Lietza homed in on an old signed etching of a harbor scene in a 4-foot silver frame, casually leaning against a table in the back. When it was brought to the front of the room, no one seemed interested. The bidding started at $20, but one other halfhearted competitor fell out at $25. Lietza, who bagged it for $30, held the glimmer of a wicked smile.
“I can get $300 for it easy,” she said, cradling the engraving, which, it turned out, was an 1890 work by Ernest C. Rost, described on AskART.com as an “artist, pioneer, photojournalist, adventurer and botanist.”

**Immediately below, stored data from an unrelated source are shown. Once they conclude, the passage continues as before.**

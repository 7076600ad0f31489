//! Platform constraints and host matching.
//!
//! Catalog entries may spell operating systems and architectures either the
//! Go way (`darwin`, `amd64`, `arm64`) or the Rust way (`macos`, `x86_64`,
//! `aarch64`). Both sides are normalized before comparison.

use serde::{Deserialize, Serialize};

/// OS/architecture allow-list. An empty list places no restriction on that axis.
#[derive(Debug, Clone, Default, PartialEq, Eq, Serialize, Deserialize)]
pub struct Platform {
    #[serde(default, skip_serializing_if = "Vec::is_empty")]
    pub os: Vec<String>,

    #[serde(default, skip_serializing_if = "Vec::is_empty")]
    pub arch: Vec<String>,
}

impl Platform {
    /// Restrict to the given operating systems.
    pub fn os(names: &[&str]) -> Self {
        Self {
            os: names.iter().map(|s| s.to_string()).collect(),
            arch: Vec::new(),
        }
    }

    pub fn with_arch(mut self, names: &[&str]) -> Self {
        self.arch = names.iter().map(|s| s.to_string()).collect();
        self
    }

    pub fn is_unconstrained(&self) -> bool {
        self.os.is_empty() && self.arch.is_empty()
    }

    /// Whether the constraint admits the given OS and architecture.
    pub fn matches(&self, os: &str, arch: &str) -> bool {
        axis_matches(&self.os, os, normalize_os) && axis_matches(&self.arch, arch, normalize_arch)
    }

    pub fn matches_host(&self, host: &HostPlatform) -> bool {
        self.matches(&host.os, &host.arch)
    }
}

fn axis_matches(allowed: &[String], current: &str, normalize: fn(&str) -> String) -> bool {
    if allowed.is_empty() {
        return true;
    }
    let current = normalize(current);
    allowed.iter().any(|a| normalize(a) == current)
}

/// Canonical OS name (Rust spelling, lowercase).
pub fn normalize_os(name: &str) -> String {
    let lower = name.trim().to_lowercase();
    match lower.as_str() {
        "darwin" | "osx" | "mac" => "macos".to_string(),
        _ => lower,
    }
}

/// Canonical architecture name (Rust spelling, lowercase).
pub fn normalize_arch(name: &str) -> String {
    let lower = name.trim().to_lowercase();
    match lower.as_str() {
        "amd64" | "x64" => "x86_64".to_string(),
        "arm64" => "aarch64".to_string(),
        "386" | "i386" | "i686" => "x86".to_string(),
        _ => lower,
    }
}

/// The OS and architecture detection runs against.
#[derive(Debug, Clone, PartialEq, Eq, Serialize, Deserialize)]
pub struct HostPlatform {
    pub os: String,
    pub arch: String,
}

impl HostPlatform {
    /// The platform this binary was built for.
    pub fn current() -> Self {
        Self {
            os: std::env::consts::OS.to_string(),
            arch: std::env::consts::ARCH.to_string(),
        }
    }

    pub fn new(os: impl Into<String>, arch: impl Into<String>) -> Self {
        Self {
            os: os.into(),
            arch: arch.into(),
        }
    }
}

impl std::fmt::Display for HostPlatform {
    fn fmt(&self, f: &mut std::fmt::Formatter<'_>) -> std::fmt::Result {
        write!(f, "{}/{}", self.os, self.arch)
    }
}

#[cfg(test)]
mod tests {
    use super::*;
    use proptest::prelude::*;

    #[test]
    fn test_unconstrained_matches_everything() {
        let p = Platform::default();
        assert!(p.matches("linux", "x86_64"));
        assert!(p.matches("windows", "aarch64"));
    }

    #[test]
    fn test_os_only_constraint() {
        let p = Platform::os(&["darwin"]);
        assert!(p.matches("macos", "aarch64"));
        assert!(p.matches("macos", "x86_64"));
        assert!(!p.matches("linux", "aarch64"));
    }

    #[test]
    fn test_both_axes_must_match() {
        let p = Platform::os(&["linux"]).with_arch(&["arm64"]);
        assert!(p.matches("linux", "aarch64"));
        assert!(!p.matches("linux", "x86_64"));
        assert!(!p.matches("macos", "aarch64"));
    }

    #[test]
    fn test_arch_aliases() {
        let p = Platform::default().with_arch(&["amd64"]);
        assert!(p.matches("linux", "x86_64"));
        assert!(p.matches("linux", "AMD64"));
    }

    #[test]
    fn test_current_host_is_populated() {
        let host = HostPlatform::current();
        assert!(!host.os.is_empty());
        assert!(!host.arch.is_empty());
        assert!(Platform::default().matches_host(&host));
    }

    proptest! {
        #[test]
        fn prop_listing_the_host_always_matches(os in "[a-z]{1,8}", arch in "[a-z0-9_]{1,8}") {
            let p = Platform::os(&[os.as_str()]).with_arch(&[arch.as_str()]);
            prop_assert!(p.matches(&os, &arch));
        }
    }
}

Later, after parking our prize on the back seat, we explored Liberty Hill. As the rain poured, we made a left off the main highway and stumbled onto the center of town, a ghost of the Old West with two rows of white stone buildings and creaky wood storefronts, some still with hitching posts.
In the 1800s, Liberty Hill was home to the only post office in the area, making it an important spot for local commerce.
The one that got away
Inspired by Lietza’s success, I searched the Thursday and Friday newspapers the next few weeks for auctions. Each week they popped up in such towns as Davilla and Bartlett, names that confounded the Mapquest Web site.One ad promised a Sunday afternoon auction in Breham, which, Mapquest assured me, was just east of Eden, Texas. But there was a typo in the ad. The town’s name was Brenham, which, I learned, is nowhere near Eden.
Lietza couldn’t go, but I was bored and eager for a drive. So on a crystal clear Sunday morning, I drove east from Austin on U.S. 290 to Brenham. As I passed through the long stretches of green fields, road signs offered tantalizing detours, from the “historic cotton gin” in Burton and Elgin, “home of the famous Elgin hot sausage,” to clusters of roadside antiques stores in Giddings and Washington-on-the-Brazos, birthplace of Texas.
Brenham, it turned out, is no one-stoplight town. It is a key crossroads northwest of Houston, containing rows of three-story Victorian mansions and a massive Art Deco courthouse. Besides the bluebonnets and wildflowers that color the hills each spring, a top attraction here is the Brenham Brewery, whose slogan is, “They died at the Alamo so we can drink Texas beer.”
It was a slow drive, so I showed up three hours after the scheduled start of the auction. But it looked as though it was just cranking up.
In contrast to the machine-gun patter of his peers, this auctioneer was a kindly uncle with a rolling drawl.
“In New Orleans these will bring $500,” he said, pointing to two leather chairs that sold for $75 each.
Bids were flying.
A boxing ring bell sold for $80. “Very rare,” the auctioneer said.
Pipes shaped like old Western revolvers sold for $30 apiece. “Never seen anything quite like these,” the auctioneer said.
A woman in a red turtleneck snagged an Oriental rug for $125. “Yes! I wanted that rug,” she said, pumping her fist.
On my own and determined to participate, I focused on a metal Victorian table described as a vase stand. I envisioned it as a place to toss the mail.
“Let’s start at $200,” the auctioneer said, sending a knife through my heart. I had set my ceiling at $30.
But when no one took the bait, the bidding started at $25. Two other bidders chimed in, forcing me to reconsider the need for a monofunctional Victorian table. While I mulled over a $50 bid, the mail stand of my dreams sold for $60.
I was crushed but reminded myself that auctions are all about discipline and focus. Then, to ease my disappointment, I headed to the snack stand for a taco.